The labor market continues to be strong.  Non-farm payrolls jumped in August, rising for the third month in a row.  The largest increases were in the health care and hospitality segments.  While the unemployment rate, designated as U3 rose, it was primarily due to those who were not actively looking decided that the jobs and the pay were now worthy of their interest. 

Average weekly hours worked in August rose by .1 to 34.4.  The level has been static for the last 8 months moving between 34.3 and 34.4. Manufacturing hours moved to 40.1 indicating possible improvement in the outlook for this segment of the economy.  The labor participation rate climbed to its highest point since February of 2020 hitting 62.8%.  This is comparable to the 2015-2019 period.  Due to changes in our demographics, we are unlikely to hit the peak levels back in 2000 of 68%.  As the baby boomers retire, pushing the level over 63.5 will be extremely difficult.
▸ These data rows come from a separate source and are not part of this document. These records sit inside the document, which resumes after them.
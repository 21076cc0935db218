use anyhow::{anyhow, Context, Result};
use clap::Parser;
use futures::StreamExt;
use incident_responder::config::{self, Config};
use incident_responder::keyring;
use incident_responder::report;
use incident_responder::samples::SampleManifest;
use incident_responder::util::truncate;
use incident_responder::workflow::ProgressSink;
use incident_responder::{InvestigationError, InvestigationState, Investigator, ProgressEvent, Stage};
use std::io::{self, BufRead, Write};
use std::path::PathBuf;
use std::sync::Arc;
use tracing_subscriber::EnvFilter;

#[derive(Parser, Debug)]
#[command(
    name = "incident",
    about = "Investigate a runtime error: diagnose, research, audit the code and propose a fix",
    version
)]
struct Args {
    /// Error text to investigate
    #[arg(short, long, conflicts_with = "file")]
    error: Option<String>,

    /// Read the error text from a file
    #[arg(short, long)]
    file: Option<PathBuf>,

    /// Maximum research passes (defaults to the configured value)
    #[arg(short = 'n', long)]
    max_iterations: Option<u32>,

    /// Override the configured model for this run
    #[arg(short, long)]
    model: Option<String>,

    /// Directory the code audit may read (defaults to current directory)
    #[arg(long, default_value = ".")]
    root: PathBuf,

    /// Save the incident report to this path
    #[arg(short, long)]
    output: Option<PathBuf>,

    /// Stream a plain-language explanation of the result
    #[arg(long)]
    explain: bool,

    /// Print the final investigation state as JSON
    #[arg(long)]
    json: bool,

    /// Only log warnings and errors
    #[arg(short, long)]
    quiet: bool,

    /// Store the language-model and search API keys
    #[arg(long)]
    setup: bool,
}

fn init_tracing(quiet: bool) {
    let default = if quiet {
        "incident_responder=warn"
    } else {
        "incident_responder=info"
    };
    let filter = EnvFilter::try_from_default_env().unwrap_or_else(|_| EnvFilter::new(default));
    tracing_subscriber::fmt()
        .with_env_filter(filter)
        .with_writer(io::stderr)
        .with_target(false)
        .init();
}

#[tokio::main]
async fn main() -> Result<()> {
    let args = Args::parse();
    init_tracing(args.quiet);

    if args.setup {
        return setup_keys();
    }

    let mut config = Config::load();
    if let Some(model) = &args.model {
        config.model = model.clone();
    }
    let max_iterations = args.max_iterations.unwrap_or(config.max_iterations).max(1);

    let mut investigator = Investigator::from_config(&config, &args.root).map_err(|e| {
        anyhow!(
            "{}\n  Run 'incident --setup' or export OPENROUTER_API_KEY. Config: {}",
            e,
            Config::config_location()
        )
    })?;
    if !args.json && !args.quiet {
        investigator = investigator.with_progress(progress_printer());
    }

    let direct = match (&args.error, &args.file) {
        (Some(text), _) => Some(text.clone()),
        (None, Some(path)) => Some(
            std::fs::read_to_string(path)
                .with_context(|| format!("Failed to read error file {}", path.display()))?,
        ),
        (None, None) => None,
    };

    match direct {
        Some(error_log) => run_direct(&investigator, &args, &error_log, max_iterations).await,
        None => run_interactive(&investigator, &args, max_iterations).await,
    }
}

async fn run_direct(
    investigator: &Investigator,
    args: &Args,
    error_log: &str,
    max_iterations: u32,
) -> Result<()> {
    if error_log.trim().is_empty() {
        return Err(anyhow!("No error text provided"));
    }

    let state = match investigator.investigate(error_log, max_iterations).await {
        Ok(state) => state,
        Err(err) => {
            report_failure(&err);
            return Err(err.into());
        }
    };

    if args.json {
        let json = serde_json::to_string_pretty(&state).context("Failed to serialize state")?;
        println!("{}", json);
    } else {
        print_summary(&state);
    }

    if args.explain {
        stream_explanation(investigator, &state).await?;
    }
    if let Some(path) = &args.output {
        let written = report::save_report(&state, Some(path))?;
        eprintln!("  Report saved to {}", written.display());
    }
    Ok(())
}

async fn run_interactive(
    investigator: &Investigator,
    args: &Args,
    max_iterations: u32,
) -> Result<()> {
    let manifest = SampleManifest::builtin()?;
    let stdin = io::stdin();
    let mut input = stdin.lock();

    print_banner();
    loop {
        println!("  Sample incidents:");
        for (i, sample) in manifest.sample.iter().enumerate() {
            println!("    {}. {}", i + 1, sample.name);
        }
        println!("    C. Paste a custom error");
        println!("    Q. Quit");
        let choice = prompt_line(&mut input, "\n  Choose: ")?;

        let error_log = match choice.trim().to_lowercase().as_str() {
            "q" | "quit" | "" => return Ok(()),
            "c" => read_custom_error(&mut input)?,
            other => match manifest.pick(other) {
                Some(sample) => {
                    println!("\n  Investigating: {}", sample.name);
                    sample.error.clone()
                }
                None => {
                    println!("  Unknown choice '{}'\n", other);
                    continue;
                }
            },
        };
        if error_log.trim().is_empty() {
            println!("  Nothing to investigate.\n");
            continue;
        }

        let state = match investigator.investigate(&error_log, max_iterations).await {
            Ok(state) => state,
            Err(err) => {
                report_failure(&err);
                continue;
            }
        };
        print_summary(&state);

        if args.explain || confirm(&mut input, "  Explain the solution in plain language? [y/N] ")? {
            if let Err(err) = stream_explanation(investigator, &state).await {
                eprintln!("  ! Explanation failed: {:#}", err);
            }
        }
        if args.output.is_some() || confirm(&mut input, "  Save incident report? [y/N] ")? {
            match report::save_report(&state, args.output.as_deref()) {
                Ok(path) => println!("  Report saved to {}", path.display()),
                Err(err) => eprintln!("  ! {:#}", err),
            }
        }
        println!();
    }
}

fn prompt_line(input: &mut impl BufRead, prompt: &str) -> Result<String> {
    print!("{}", prompt);
    io::stdout().flush()?;
    let mut line = String::new();
    input.read_line(&mut line).context("Failed to read input")?;
    Ok(line.trim_end_matches(['\r', '\n']).to_string())
}

fn confirm(input: &mut impl BufRead, prompt: &str) -> Result<bool> {
    let answer = prompt_line(input, prompt)?;
    Ok(matches!(answer.trim().to_lowercase().as_str(), "y" | "yes"))
}

/// Read lines until a blank line or end of input.
fn read_custom_error(input: &mut impl BufRead) -> Result<String> {
    println!("  Paste the error, then an empty line to finish:");
    let mut lines = Vec::new();
    loop {
        let mut line = String::new();
        if input.read_line(&mut line).context("Failed to read input")? == 0 {
            break;
        }
        let line = line.trim_end_matches(['\r', '\n']);
        if line.trim().is_empty() {
            break;
        }
        lines.push(line.to_string());
    }
    Ok(lines.join("\n"))
}

fn stage_label(stage: Stage) -> &'static str {
    match stage {
        Stage::Diagnose => "Diagnosing error",
        Stage::Research => "Researching solutions",
        Stage::Audit => "Auditing code",
        Stage::Solve => "Proposing a fix",
        Stage::Approve => "Approval checkpoint",
    }
}

fn progress_printer() -> ProgressSink {
    Arc::new(|event: &ProgressEvent| match event {
        ProgressEvent::StageStarted { stage, iteration } => {
            if *stage == Stage::Research {
                eprintln!("  > {} (pass {})", stage_label(*stage), iteration + 1);
            } else {
                eprintln!("  > {}", stage_label(*stage));
            }
        }
        ProgressEvent::StageFinished { .. } => {}
        ProgressEvent::SearchFailed { query, reason } => {
            eprintln!("    ! search failed for '{}': {}", query, reason);
        }
        ProgressEvent::FileSkipped { path, reason } => {
            eprintln!("    ! skipped {}: {}", path, reason);
        }
        ProgressEvent::ApprovalRequired { pending_action, .. } => {
            eprintln!("  ! Human approval required: {}", pending_action);
        }
    })
}

fn report_failure(err: &InvestigationError) {
    eprintln!();
    eprintln!("  ! Investigation failed: {}", err);
    if let Some(partial) = err.partial_state() {
        eprintln!(
            "    Reached status '{}' after {} research pass(es).",
            partial.status, partial.iterations
        );
    }
}

async fn stream_explanation(investigator: &Investigator, state: &InvestigationState) -> Result<()> {
    println!();
    println!("  EXPLANATION");
    println!();
    let mut stream = investigator.explain_solution(state).await?;
    let mut stdout = io::stdout();
    while let Some(chunk) = stream.next().await {
        let chunk = chunk?;
        write!(stdout, "{}", chunk)?;
        stdout.flush()?;
    }
    println!();
    Ok(())
}

fn print_banner() {
    println!();
    println!("  ┌─────────────────────────────────────────────────────────┐");
    println!("  │  INCIDENT RESPONDER                                     │");
    println!("  │  diagnose > research > audit > solve                    │");
    println!("  └─────────────────────────────────────────────────────────┘");
    println!();
}

fn print_summary(state: &InvestigationState) {
    println!();
    println!("  ─────────────────────────────────────────────────────────");
    println!("  INVESTIGATION SUMMARY");
    println!("  ─────────────────────────────────────────────────────────");
    println!("  Type:        {}", state.error_type);
    println!("  Severity:    {}", state.severity);
    println!("  Status:      {}", state.status);
    println!("  Confidence:  {:.0}%", state.solution_confidence * 100.0);
    println!("  Iterations:  {}", state.iterations);
    println!();
    println!("  Diagnosis:");
    println!("    {}", truncate(&state.error_summary, 300));

    if !state.immediate_actions.is_empty() {
        println!();
        println!("  Check first:");
        for action in &state.immediate_actions {
            println!("    - {}", action);
        }
    }

    println!();
    println!("  Proposed solution:");
    for line in state.proposed_solution.lines() {
        println!("    {}", line);
    }

    if !state.solution_steps.is_empty() {
        println!();
        println!("  Steps:");
        for (i, step) in state.solution_steps.iter().enumerate() {
            println!("    {}. {}", i + 1, step);
        }
    }

    if state.needs_human_approval {
        println!();
        println!("  ! Requires approval: {}", state.pending_action);
    }
    println!();
}

fn setup_keys() -> Result<()> {
    config::setup_credentials_interactive().map_err(|e| anyhow!("{}", e))?;

    let config = Config::load();
    config.save().map_err(|e| anyhow!("{}", e))?;
    println!("  + Settings written to {}", Config::config_location());

    match config.llm_api_key() {
        Some(_) => {
            println!("  + API key verified and ready to use!");
            if config.search_api_key().is_none() {
                println!("  ! No search key stored; research will run without web results.");
            }
            Ok(())
        }
        None => {
            eprintln!();
            eprintln!("  ! Warning: API key was saved but cannot be read back.");
            eprintln!(
                "  ! This may be due to {} access issues.",
                keyring::credentials_store_label()
            );
            eprintln!();
            eprintln!("  Workaround: Set the OPENROUTER_API_KEY environment variable:");
            eprintln!("    export OPENROUTER_API_KEY=\"your-key-here\"");
            eprintln!();
            Err(anyhow!("API key verification failed"))
        }
    }
}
During the first week of September, initial jobless claims fell to 216,000 from 229,000.  While layoffs are occurring in some areas, it appears that job seekers are quickly finding replacement positions.  Continuing jobless claims fell last week by 40,000.  Employers continue to struggle to find qualified candidates to fill positions. 

The ISM manufacturing report for August rose from 46.4 to 47.6, still in contraction territory, but improving.  Within the report the various indicators provide a mixed bag for the future.  New orders are contracting faster than expected.  However, the backlog of orders appears to be leveling out so there is some runway for continued production.  Production levels are static.  Supply chain issues have been corrected.  Overall, if demand were to pick up slightly, we could see manufacturing move out of the contraction area for the first time since last October.
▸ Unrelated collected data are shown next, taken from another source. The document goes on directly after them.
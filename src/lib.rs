//! incident-responder library crate
//!
//! Runs an LLM-driven investigation of a runtime error: diagnose, research,
//! audit the code, propose a fix and stop for approval when the fix is risky.
//! The `incident` binary is a thin CLI over [`workflow::Investigator`].

pub mod config;
pub mod error;
pub mod extract;
pub mod keyring;
pub mod llm;
pub mod report;
pub mod samples;
pub mod sandbox;
pub mod search;
pub mod state;
pub mod testing;
pub mod util;
pub mod workflow;

pub use error::{CollaboratorError, FileError, InvestigationError};
pub use state::{ErrorType, InvestigationState, Severity, Status};
pub use workflow::{Investigator, ProgressEvent, Settings, Stage};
The ISM services report achieved a nice jump in August, moving up from 52.7 to 54.5.  In this report all the subcategories look very strong.  Since the service sector makes up nearly 80% of the economy, this should boost the third quarter GDP. Comments in the report were all positive, indicating that this month was not an aberration.

The decline in crude oil supplies has continued over the past two weeks.  Since the end of July, crude supplies have fallen by over 40 million barrels.  As indicated in my prior reports, a drop of this magnitude has not occurred now in 50 years.  Until this last week gasoline production and suppliers were keeping pace with what appears to be a lower demand.  However, last week’s gasoline supplies began falling.  We will have to see if that continues.  For now, higher gas prices are already sweeping across the nation. 

 I can not put my finger on this one yet, but used car prices rose last month by .2%.  It could be a dead cat bounce reflective of families buying vehicles for departing college students, or something else.  New car sales were also up just a bit. With ample supplies in both new and used inventory, it may be difficult to maintain price hikes.  

Have a great week.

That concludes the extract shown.